What you'll learn while generating passwords

  • Length usually matters more than clever substitutions like @ for a — a 20-character lowercase password beats a 10-character one with symbols.
  • Randomness must come from a cryptographically secure source like window.crypto, not from Math.random().
  • A unique password per account limits the blast radius if one website or database is compromised.

How to generate a strong password step by step

  1. Choose your length

    Aim for at least 16 characters for important accounts, 20+ for admin or root credentials. Longer beats every other tweak.

  2. Pick character classes

    Enable lowercase, uppercase, numbers, and symbols for the strongest result. If you'll dictate the password by voice or copy it across systems, you can disable symbols.

  3. Exclude ambiguous characters (optional)

    Turn on the option to skip O / 0 and l / 1 / I if the password might be read aloud or typed manually.

  4. Generate and check the strength meter

    The meter estimates how long it would take to brute-force the password. Anything in the strongest band is fine for personal accounts.

  5. Save it in a password manager

    Copy the password into a trusted password manager — never paste it into chat, email, or a sticky note. Don't reuse it for another account.

Password strength quick reference

Approximate brute-force time assuming 10 billion guesses per second — modern offline cracking. Use it as a rough guide when choosing length. Authoritative guidance: NIST SP 800-63B and the OWASP Authentication Cheat Sheet.

LengthCharacter setApproximate strength
8lower + digits (36 chars)Cracked in seconds
10lower + upper + digits (62)Cracked in hours
12lower + upper + digits + symbols (94)Days to weeks
16lower + upper + digits + symbolsCenturies
20lower + upper + digits + symbolsEffectively unbreakable today
4 wordsRandom word passphrase (correct horse battery staple)Centuries — easier to memorize

Password examples to try

Strong default for a regular account

Settings

Length: 20 · Lowercase: on · Uppercase: on · Numbers: on · Symbols: on

Sample output

B7$kP2wM!hG9eV4rT&xQ

A practical default for dashboards, web apps, and most personal accounts. 20 characters across all four classes is currently considered effectively unbreakable.

Length-only comparison

8 chars (weak)

f7Bk2pQz

24 chars (strong)

f7Bk2pQzM!eV9rT&hG3wXn$L

The shorter password uses the same character classes but is many orders of magnitude weaker. Length almost always wins.

Easy-to-read passphrase

Passphrase

lantern-vivid-comet-nimbus-quartz

Five random unrelated words is roughly as strong as a 16-character random password but much easier to type, say, and remember.

Common password mistakes

  • Reusing the same generated password across multiple accounts — a leak on one site cascades to all of them.
  • Choosing a short password because it has symbols, then assuming the symbols alone make it strong. Length is the bigger lever.
  • Saving production credentials in source code, screenshots, chat messages, or lesson notes — use environment variables and a secret manager.

Password Generator FAQ

How do I generate a strong password?
Use a password generator and pick a length of at least 16 characters with all four character classes (lowercase, uppercase, digits, symbols).

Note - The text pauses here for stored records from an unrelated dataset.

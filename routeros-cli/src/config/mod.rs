//! Configuration parsing and diffing.
//!
//! [`NetworkConfig`] turns configuration text into ordered [`ConfigLine`]s
//! and computes the lines needed to move one configuration to another.
//! [`diff`] wraps that into the request/response shape used by
//! [`Cliconf::get_diff`](crate::cliconf::Cliconf::get_diff).

mod line;
mod network;

pub use line::ConfigLine;
pub use network::{NetworkConfig, ParserOptions, dumps};

use std::fmt;
use std::str::FromStr;

use indexmap::IndexMap;
use serde::{Deserialize, Serialize};

use crate::error::ConfigError;

/// How candidate lines are compared against running lines.
#[derive(Debug, Clone, Copy, Default, PartialEq, Eq, Hash, Serialize, Deserialize)]
#[serde(rename_all = "lowercase")]
pub enum DiffMatch {
    /// A line is an update when it is absent from running.
    #[default]
    Line,
    /// A line is an update when running differs at the same position.
    Strict,
    /// Everything is an update unless both configurations are identical.
    Exact,
    /// Everything is an update.
    None,
}

impl FromStr for DiffMatch {
    type Err = ConfigError;

    fn from_str(s: &str) -> Result<Self, Self::Err> {
        match s.to_ascii_lowercase().as_str() {
            "line" => Ok(DiffMatch::Line),
            "strict" => Ok(DiffMatch::Strict),
            "exact" => Ok(DiffMatch::Exact),
            "none" => Ok(DiffMatch::None),
            _ => Err(ConfigError::UnknownDiffMatch(s.to_string())),
        }
    }
}

impl fmt::Display for DiffMatch {
    fn fmt(&self, f: &mut fmt::Formatter<'_>) -> fmt::Result {
        f.write_str(match self {
            DiffMatch::Line => "line",
            DiffMatch::Strict => "strict",
            DiffMatch::Exact => "exact",
            DiffMatch::None => "none",
        })
    }
}

/// Granularity of emitted updates.
#[derive(Debug, Clone, Copy, Default, PartialEq, Eq, Hash, Serialize, Deserialize)]
#[serde(rename_all = "lowercase")]
pub enum DiffReplace {
    /// Only the differing lines.
    #[default]
    Line,
    /// The whole top-level block around a differing line.
    Block,
}

impl FromStr for DiffReplace {
    type Err = ConfigError;

    fn from_str(s: &str) -> Result<Self, Self::Err> {
        match s.to_ascii_lowercase().as_str() {
            "line" => Ok(DiffReplace::Line),
            "block" => Ok(DiffReplace::Block),
            _ => Err(ConfigError::UnknownDiffReplace(s.to_string())),
        }
    }
}

impl fmt::Display for DiffReplace {
    fn fmt(&self, f: &mut fmt::Formatter<'_>) -> fmt::Result {
        f.write_str(match self {
            DiffReplace::Line => "line",
            DiffReplace::Block => "block",
        })
    }
}

/// Text layout for [`dumps`].
#[derive(Debug, Clone, Copy, Default, PartialEq, Eq, Hash, Serialize, Deserialize)]
#[serde(rename_all = "lowercase")]
pub enum DumpFormat {
    /// Bare command texts.
    #[default]
    Commands,
    /// Indented by hierarchy.
    Block,
    /// Lines as they were loaded.
    Raw,
}

impl FromStr for DumpFormat {
    type Err = ConfigError;

    fn from_str(s: &str) -> Result<Self, Self::Err> {
        match s.to_ascii_lowercase().as_str() {
            "commands" => Ok(DumpFormat::Commands),
            "block" => Ok(DumpFormat::Block),
            "raw" => Ok(DumpFormat::Raw),
            _ => Err(ConfigError::UnknownFormat(s.to_string())),
        }
    }
}

/// Result of a diff request.
#[derive(Debug, Clone, Default, PartialEq, Eq, Serialize, Deserialize)]
pub struct ConfigDiff {
    /// Commands to apply, newline separated. Empty when nothing differs.
    pub config_diff: String,

    /// Banner changes keyed by banner name. RouterOS has none to diff.
    pub banner_diff: IndexMap<String, String>,
}

impl ConfigDiff {
    /// Whether there is nothing to apply.
    pub fn is_empty(&self) -> bool {
        self.config_diff.is_empty() && self.banner_diff.is_empty()
    }
}

/// Inputs for a configuration diff.
///
/// Deserializable with defaults for everything but `candidate`.
#[derive(Debug, Clone, Default, PartialEq, Eq, Deserialize)]
pub struct DiffRequest {
    /// Desired configuration text.
    pub candidate: String,

    /// Current configuration text, if known.
    #[serde(default)]
    pub running: Option<String>,

    /// How candidate lines are compared against running lines.
    #[serde(default)]
    pub diff_match: DiffMatch,

    /// Regexes for running-config lines to leave out of the comparison.
    #[serde(default)]
    pub diff_ignore_lines: Vec<String>,

    /// Restrict the diff to lines beneath this parent path.
    #[serde(default)]
    pub path: Vec<String>,

    /// Granularity of emitted updates.
    #[serde(default)]
    pub diff_replace: DiffReplace,
}

impl DiffRequest {
    /// Request a diff of `candidate` with every option at its default.
    pub fn new(candidate: impl Into<String>) -> Self {
        Self {
            candidate: candidate.into(),
            ..Self::default()
        }
    }

    /// Compare against this running configuration.
    pub fn running(mut self, running: impl Into<String>) -> Self {
        self.running = Some(running.into());
        self
    }

    /// Set the match mode.
    pub fn diff_match(mut self, diff_match: DiffMatch) -> Self {
        self.diff_match = diff_match;
        self
    }

    /// Set the replace mode.
    pub fn diff_replace(mut self, diff_replace: DiffReplace) -> Self {
        self.diff_replace = diff_replace;
        self
    }

    /// Add a regex for running-config lines to skip.
    pub fn ignore_line(mut self, pattern: impl Into<String>) -> Self {
        self.diff_ignore_lines.push(pattern.into());
        self
    }

    /// Restrict the diff to lines beneath `path`.
    pub fn path<I, S>(mut self, path: I) -> Self
    where
        I: IntoIterator<Item = S>,
        S: Into<String>,
    {
        self.path = path.into_iter().map(Into::into).collect();
        self
    }
}

/// Compute the commands that bring `request.running` to `request.candidate`.
///
/// Without a running configuration, or with [`DiffMatch::None`], every
/// candidate line (beneath `path`) is an update. Ignore patterns apply to the
/// running configuration only.
pub fn diff(request: &DiffRequest, options: &ParserOptions) -> Result<ConfigDiff, ConfigError> {
    let candidate = NetworkConfig::parse(&request.candidate, options.clone());

    let updates = match (&request.running, request.diff_match) {
        (Some(running), diff_match) if diff_match != DiffMatch::None => {
            let mut running_config =
                NetworkConfig::new(options.clone()).with_ignore_lines(&request.diff_ignore_lines)?;
            running_config.load(running);
            candidate.difference(&running_config, &request.path, diff_match, request.diff_replace)
        }
        _ => candidate.difference(
            &NetworkConfig::new(options.clone()),
            &request.path,
            DiffMatch::None,
            request.diff_replace,
        ),
    };

    Ok(ConfigDiff {
        config_diff: dumps(&updates, DumpFormat::Commands, options.indent),
        banner_diff: IndexMap::new(),
    })
}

Save the result directly into a password manager — don't memorize or type it manually.
What makes a password strong?
Length, randomness, and uniqueness. A long random password from a secure RNG, used on exactly one account, is the gold standard.
Should I use a password generator for every account?
Yes. Generated, unique passwords stored in a trusted password manager are the simplest and strongest defense against credential-stuffing attacks.
Are symbols required for a strong password?
Symbols help, but length and randomness matter more. A long random passphrase (tower-citrus-bronze-quay-pear) can be as strong as a shorter symbol-heavy password and easier to handle.
Is this password generator safe to use?
Yes — Coddy's generator runs entirely in your browser using window.crypto.getRandomValues. The password is generated locally and never sent to a server.
Can I use generated passwords in my own code?
Use environment variables, a secrets manager, or an encrypted vault. Don't hardcode real credentials in source files, even in private repositories.